Keluarga dan saudara kita menangis, menunggu kepastian nasib orang-orang tercinta.
Di tengah kondisi seperti ini, rakyat bertanya: mengapa pintu bantuan ditutup? Mengapa gengsi politik lebih diutamakan daripada keselamatan rakyat?
Kritik dari Aceh: Mualem Ngamuk
Gubernur Aceh, Muzakir Manaf (Mualem), dengan tegas menyatakan:
“Mereka tolong kita, kok kita persulit? Kan bodoh.”
Pernyataan ini mencerminkan kemarahan daerah terhadap kebijakan pusat. Bagi Mualem, menolak bantuan asing di saat rakyat masih berteriak minta tolong adalah tindakan yang tidak masuk akal. Bantuan luar negeri justru bisa mempercepat evakuasi, menyediakan peralatan modern, dan meringankan penderitaan keluarga terdampak.
Dampak Penolakan Bantuan Asing
Menolak bantuan asing berarti menolak tenaga tambahan untuk evakuasi cepat.
Peralatan modern yang bisa mempercepat pencarian korban.
Logistik yang bisa meringankan penderitaan keluarga terdampak.
Akibatnya, rakyat harus menanggung penderitaan berkepanjangan. Mereka yang kehilangan keluarga, mereka yang masih menunggu evakuasi, mereka yang hidup dalam ketidakpastian.
Tanggung Jawab Negara
Pemerintah pusat seharusnya membuka diri terhadap segala bentuk bantuan, baik dari dalam maupun luar negeri.

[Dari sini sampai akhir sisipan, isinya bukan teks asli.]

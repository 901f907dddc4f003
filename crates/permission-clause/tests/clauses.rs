//! Behavioural tests for clause compilation and evaluation.

#![expect(clippy::expect_used, reason = "test asserts compilation path")]

use std::collections::{BTreeSet, HashSet};

use rstest::rstest;

use permission_clause::{
    ClauseError, Operator, PermissionClause, RoleSet, RpnToken, compile, evaluate,
};

fn roles(names: &[&str]) -> RoleSet {
    names.iter().copied().collect()
}

#[rstest]
#[case(&[])]
#[case(&["A"])]
#[case(&["A", "B", "C"])]
fn absent_and_empty_clauses_always_permit(#[case] held: &[&str]) {
    let held = roles(held);
    assert!(evaluate(None, &held).is_permitted());
    assert!(evaluate(Some(""), &held).is_permitted());
}

#[rstest]
#[case("Admin", &["Admin"], true)]
#[case("Admin", &["Guest"], false)]
#[case("NOT Admin", &["Admin"], false)]
#[case("NOT Admin", &[], true)]
fn single_roles_test_membership(#[case] clause: &str, #[case] held: &[&str], #[case] expected: bool) {
    assert_eq!(evaluate(Some(clause), &roles(held)).permitted, expected);
}

#[rstest]
fn binary_operators_follow_truth_tables(
    #[values(false, true)] has_a: bool,
    #[values(false, true)] has_b: bool,
) {
    let mut held = RoleSet::new();
    if has_a {
        held.insert("A");
    }
    if has_b {
        held.insert("B");
    }
    assert_eq!(evaluate(Some("A AND B"), &held).permitted, has_a && has_b);
    assert_eq!(evaluate(Some("A OR B"), &held).permitted, has_a || has_b);
    assert_eq!(evaluate(Some("A XOR B"), &held).permitted, has_a != has_b);
}

#[test]
fn parentheses_override_precedence() {
    assert!(evaluate(Some("NOT (A AND B)"), &roles(&["A"])).permitted);
    assert!(!evaluate(Some("NOT A AND B"), &roles(&["A"])).permitted);
}

#[rstest]
#[case(&["A"])]
#[case(&["A", "B"])]
#[case(&["A", "C"])]
fn and_binds_tighter_than_or(#[case] held: &[&str]) {
    assert!(evaluate(Some("A OR B AND C"), &roles(held)).permitted);
}

#[test]
fn unmatched_close_phrase_denies_with_diagnostic() {
    let verdict = evaluate(Some("A)"), &roles(&["A"]));
    assert!(!verdict.permitted);
    let err = verdict.error.expect("unmatched ')' should be reported");
    assert!(err.to_string().contains("no matching '('"));
}

#[test]
fn documented_prose_example_is_denied() {
    let verdict = evaluate(
        Some("RoleA AND RoleB NOT RoleC"),
        &roles(&["RoleA", "RoleB"]),
    );
    assert!(!verdict.permitted);
    assert_eq!(verdict.error, Some(ClauseError::Reduction { remaining: 2 }));
}

#[test]
fn repeated_evaluation_is_stable() {
    let held = roles(&["A"]);
    let first = evaluate(Some("A AND (B OR"), &held);
    for _ in 0..3 {
        assert_eq!(evaluate(Some("A AND (B OR"), &held), first);
    }
}

#[rstest]
#[case(&[])]
#[case(&["A"])]
#[case(&["B"])]
#[case(&["A", "B"])]
fn whitespace_is_insignificant(#[case] held: &[&str]) {
    let held = roles(held);
    let baseline = evaluate(Some("A AND B"), &held);
    assert_eq!(evaluate(Some("A  AND   B"), &held), baseline);
    assert_eq!(evaluate(Some("\tA AND B \n"), &held), baseline);
    assert_eq!(evaluate(Some("(A)AND(B)"), &held), baseline);
}

#[test]
fn accepts_standard_collections() {
    let hashed: HashSet<String> = HashSet::from(["Admin".to_string()]);
    let ordered: BTreeSet<&str> = BTreeSet::from(["Admin"]);
    let clause = PermissionClause::from("Admin OR Auditor");
    assert!(clause.evaluate(&hashed));
    assert!(clause.evaluate(&ordered));
    assert!(clause.evaluate(&vec!["Auditor".to_string()]));
}

#[test]
fn compiled_queue_exposes_operators() {
    let rpn = compile("A XOR NOT B").expect("clause should compile");
    let operators: Vec<Operator> = rpn
        .iter()
        .filter_map(|token| match token {
            RpnToken::Operator(op) => Some(*op),
            RpnToken::Role(_) => None,
        })
        .collect();
    assert_eq!(operators, vec![Operator::Not, Operator::Xor]);
}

Nyawa rakyat jauh lebih berharga daripada gengsi politik. Menolak bantuan asing di saat rakyat masih berteriak minta tolong adalah bentuk pengabaian terhadap tanggung jawab negara.
Bencana besar membutuhkan solidaritas besar. Tidak ada alasan untuk menutup pintu bantuan ketika rakyat sendiri masih berjuang bertahan hidup.
Penutup
Rakyat tidak butuh simbol, tidak butuh pencitraan, tidak butuh kebijakan yang penuh gengsi. Yang dibutuhkan adalah tindakan nyata, keberanian membuka diri, dan kepedulian tanpa batas.
Jangan biarkan rakyat terus menangis di tengah penderitaan. Buka pintu bantuan, naikkan status bencana, dan utamakan keselamatan rakyat di atas segalanya.[]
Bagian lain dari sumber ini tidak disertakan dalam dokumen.